La brève et atmosphérique chanson « part d’une blague qu’on avait à l’interne : tout le monde veut percer à L.A., mais la vérité, c’est que c’est une ville remplie de wannabes et de gens déçus, raconte Poirier. Pour être clair, c’est cool d’avoir de l’ambition, tout le monde en a, mais ce côté “On va à L.A. !”, on trouvait ça rigolo. Un peu comme Les Respectables qui tentaient de percer à L.A. » La blague s’est transformée en « une sorte de moteur pour la création de l’album », ajoute le batteur. Ainsi, les chansons de L’heure idéale « abordent différentes facettes de l’ambition, d’une quête de l’Eldorado. Ce n’est pas une trame narrative en tant que telle, c’est seulement que les chansons tendent à se rattacher à cette idée. »
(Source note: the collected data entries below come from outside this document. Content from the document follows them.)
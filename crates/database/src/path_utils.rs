//! Object-store paths and helpers for uploaded files and model artifacts.

use anyhow::{Context, Result};
use bytes::Bytes;
use config::OBJECT_STORE;
use object_store::path::Path as ObjectStorePath;
use object_store::ObjectStoreExt;
use uuid::Uuid;

/// Path of an uploaded dataset element.
///
/// # Examples
///
/// ```
/// let path = database::element_file_path(4, "cat 1.png");
/// assert!(path.starts_with("files/4/"));
/// assert!(path.ends_with("-cat_1.png"));
/// ```
#[must_use]
pub fn element_file_path(dataset_id: i64, file_name: &str) -> String {
    format!("files/{dataset_id}/{}-{}", Uuid::new_v4(), sanitize_file_name(file_name))
}

/// Path of a cover image or thumbnail.
#[must_use]
pub fn image_path(extension: &str) -> String {
    format!("images/{}.{extension}", Uuid::new_v4())
}

/// Fresh path for the serialized weights of a model.
///
/// Every stored artifact gets its own directory, so writing a new one never
/// touches the files the database currently points at.
#[must_use]
pub fn model_weights_path(model_id: i64) -> String {
    format!("models/{model_id}/{}/weights.bin", Uuid::new_v4())
}

/// Path of the architecture manifest stored next to `weights_path`.
#[must_use]
pub fn model_manifest_path(weights_path: &str) -> String {
    match weights_path.rsplit_once('/') {
        Some((dir, _)) => format!("{dir}/manifest.json"),
        None => "manifest.json".to_string(),
    }
}

/// Keeps a file name to a single path segment of safe characters.
#[must_use]
pub fn sanitize_file_name(file_name: &str) -> String {
    let base = file_name.rsplit(['/', '\\']).next().unwrap_or(file_name);

    let sanitized: String = base
        .chars()
        .map(|c| {
            if c.is_ascii_alphanumeric() || matches!(c, '.' | '-' | '_') {
                c
            } else {
                '_'
            }
        })
        .collect();

    let trimmed = sanitized.trim_start_matches('.');
    if trimmed.is_empty() {
        "file".to_string()
    } else {
        trimmed.to_string()
    }
}

/// Writes bytes to `object_store`.
///
/// # Errors
///
/// Returns an error if writing to `object_store` fails.
pub async fn put_object(relative_path: &str, data: Bytes) -> Result<()> {
    let object_path = ObjectStorePath::from(relative_path);

    OBJECT_STORE
        .put(&object_path, data.into())
        .await
        .with_context(|| format!("Failed to write {relative_path} to object_store"))?;

    Ok(())
}

/// Reads a file from `object_store` and returns the data as bytes.
///
/// # Errors
///
/// Returns an error if reading from `object_store` fails.
pub async fn read_object(relative_path: &str) -> Result<Bytes> {
    let object_path = ObjectStorePath::from(relative_path);

    OBJECT_STORE
        .get(&object_path)
        .await
        .with_context(|| format!("Failed to read {relative_path} from object_store"))?
        .bytes()
        .await
        .context("Failed to read bytes from object_store")
}

/// Deletes a file from `object_store`. A missing file is not an error.
///
/// # Errors
///
/// Returns an error if `object_store` fails for another reason.
pub async fn delete_object(relative_path: &str) -> Result<()> {
    let object_path = ObjectStorePath::from(relative_path);

    match OBJECT_STORE.delete(&object_path).await {
        Ok(()) | Err(object_store::Error::NotFound { .. }) => Ok(()),
        Err(e) => Err(e).with_context(|| format!("Failed to delete {relative_path} from object_store")),
    }
}

/// Deletes every given file, logging failures instead of returning them.
pub async fn delete_objects_logged<'a>(paths: impl IntoIterator<Item = &'a str>) {
    for path in paths {
        if let Err(e) = delete_object(path).await {
            tracing::warn!(path, error = ?e, "Failed to delete stored file");
        }
    }
}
Pour être clair, c’est cool d’avoir de l’ambition, tout le monde en a, mais ce côté “On va à L.A. !”, on trouvait çarigolo
Évolution naturelle
Plus loin, l’ambition pâlit « pas de chandail, pas de souliers » sur l’impeccable Troisième semaine, bijou de rock mélodieux entraîné par les motifs de Guillaume Chiasson (Bon Enfant, Ponctuation), passé de la basse à la guitare pour laisser la place au nouveau membre Thomas Augustin (Malajube). Il y a l’évolution naturelle d’un groupe dans le temps, il y a aussi l’évolution en ses rangs : à chaque nouvel album, le groupe changeait un peu plus autour du noyau Blackburn-Poirier. Chiasson avait rejoint le projet au moment d’enregistrer Daniel, alors que le guitariste Philippe Hamelin, arrivé peu après le premier album, est parti.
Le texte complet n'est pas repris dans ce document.